Pracownicy spółki spontanicznie uznali, że powinni pomóc małym pacjentom. - Kiedy chcemy zrobić coś dobrego w pojedynkę, to nasze możliwości są z oczywistych względów ograniczone. Ale kiedy to samo robimy w grupie, możliwości wyraźnie rosną. I tę zasadę wykorzystaliśmy przy naszym pomyśle wsparcia Szpitala Pediatrycznego. Co miesiąc składamy się po tyle, ile każdy może dać. Raz jest to 5 zł, raz 10 zł, a innym razem więcej. Ponieważ w składce uczestniczą niemal wszyscy pracownicy, czyli ponad 60 osób, więc co dwa miesiące mamy zebrane około tysiąc złotych - mówi Grzegorz Kołata, jeden z wolonariuszy.
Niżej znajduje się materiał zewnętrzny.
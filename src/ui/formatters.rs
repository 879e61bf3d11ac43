//! Shared formatting utilities for UI components.

/// Format axis label with smart precision.
pub fn format_axis_label(val: f64) -> String {
    if !val.is_finite() {
        return "?".to_string();
    }
    let abs_val = val.abs();
    if abs_val == 0.0 {
        "0".to_string()
    } else if !(1e-2..1e5).contains(&abs_val) {
        format!("{:.1e}", val)
    } else if abs_val >= 100.0 {
        format!("{:.0}", val)
    } else if abs_val >= 1.0 {
        format!("{:.1}", val)
    } else {
        format!("{:.2}", val)
    }
}

/// Three tick labels: both ends and the middle of a range.
pub(super) fn tick_labels(min: f64, max: f64) -> Vec<String> {
    vec![
        format_axis_label(min),
        format_axis_label((min + max) / 2.0),
        format_axis_label(max),
    ]
}

#[cfg(test)]
mod tests {
    use super::*;

    #[test]
    fn test_axis_label_precision() {
        assert_eq!(format_axis_label(0.0), "0");
        assert_eq!(format_axis_label(-1.0), "-1.0");
        assert_eq!(format_axis_label(0.25), "0.25");
        assert_eq!(format_axis_label(250.0), "250");
        assert_eq!(format_axis_label(123456.0), "1.2e5");
        assert_eq!(format_axis_label(f64::NAN), "?");
    }
}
Wolontariusze z firmy najpierw kontaktują się ze szpitalem, aby dowiedzieć się, co aktualnie jest tam potrzebne, a potem dokonują zakupów wskazanych towarów. Dzięki nim bielska placówka medyczna wzbogaciła się już m.in. o poduszki na łóżka szpitalnych oddziałów, o bezdotykowe termometry, inhalatory, mobilne stojaki na kroplówki, wagę niemowlęcą czy piżamy dla nastolatków, tak potrzebne podczas hospitalizacji.

 - W czasie wakacji byłam w szpitalu ze swoim dzieckiem i widziałam, że zakupione przez nas termometry są używane i dobrze służą małym pacjentom - wspomina Anna Cząstkiewicz-Hus z bielskiej spółki. Podkreśla, że w trwającą już rok akcję pomocy Szpitalowi Pediatrycznemu aktywnie włączyło się kierownictwo firmy. Nie tylko wsparło placówkę składkami, ale także umożliwiło wizyty w szpitalu w czasie godzin pracy.

Dyrekcja szpitala dziękuje pracownikom firmy Pitney Bowes Polska za udzielane wsparcie. - Aż serce rośnie, gdy widać takie bezinteresowne zaangażowanie w pomoc innym - mówi Ryszard Odrzywołek, dyrektor Szpitala Pediatrycznego w Bielsku-Białej.